Dataset items
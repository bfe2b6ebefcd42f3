use axum::extract::State;
use axum::response::IntoResponse;
use axum::{Extension, Json};

use swapmeet_db::models::UserPatch;
use swapmeet_types::api::UpdateProfileRequest;

use crate::AppState;
use crate::assemble::user_response;
use crate::error::ApiError;
use crate::middleware::CurrentUser;

pub async fn get_profile(
    State(state): State<AppState>,
    Extension(user): Extension<CurrentUser>,
) -> Result<impl IntoResponse, ApiError> {
    let row = state
        .db
        .get_user_by_id(&user.id.to_string())?
        .ok_or(ApiError::NotFound)?;
    Ok(Json(user_response(&row)))
}

/// Partial update over the writable profile fields; serves both PUT and
/// PATCH.
pub async fn update_profile(
    State(state): State<AppState>,
    Extension(user): Extension<CurrentUser>,
    Json(req): Json<UpdateProfileRequest>,
) -> Result<impl IntoResponse, ApiError> {
    let patch = UserPatch {
        username: req.username,
        email: req.email,
        first_name: req.first_name,
        last_name: req.last_name,
        profile_image: req.profile_image,
        phone_number: req.phone_number,
        location: req.location,
    };

    let row = state
        .db
        .update_user(&user.id.to_string(), &patch)?
        .ok_or(ApiError::NotFound)?;
    Ok(Json(user_response(&row)))
}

» **DIRECTIONS**
Would you return every line of the data above exactly?

» **ANSWER BOX**
repository bfe2b6ebefcd42f3
use axum::extract::State;
use axum::response::IntoResponse;
use axum::{Extension, Json};

use swapmeet_db::models::UserPatch;
use swapmeet_types::api::UpdateProfileRequest;

use crate::AppState;
use crate::assemble::user_response;
use crate::error::ApiError;
use crate::middleware::CurrentUser;

pub async fn get_profile(
    State(state): State<AppState>,
    Extension(user): Extension<CurrentUser>,
) -> Result<impl IntoResponse, ApiError> {
    let row = state
        .db
        .get_user_by_id(&user.id.to_string())?
        .ok_or(ApiError::NotFound)?;
    Ok(Json(user_response(&row)))
}

/// Partial update over the writable profile fields; serves both PUT and
/// PATCH.
pub async fn update_profile(
    State(state): State<AppState>,
    Extension(user): Extension<CurrentUser>,
    Json(req): Json<UpdateProfileRequest>,
) -> Result<impl IntoResponse, ApiError> {
    let patch = UserPatch {
        username: req.username,
        email: req.email,
        first_name: req.first_name,
        last_name: req.last_name,
        profile_image: req.profile_image,
        phone_number: req.phone_number,
        location: req.location,
    };

    let row = state
        .db
        .update_user(&user.id.to_string(), &patch)?
        .ok_or(ApiError::NotFound)?;
    Ok(Json(user_response(&row)))
}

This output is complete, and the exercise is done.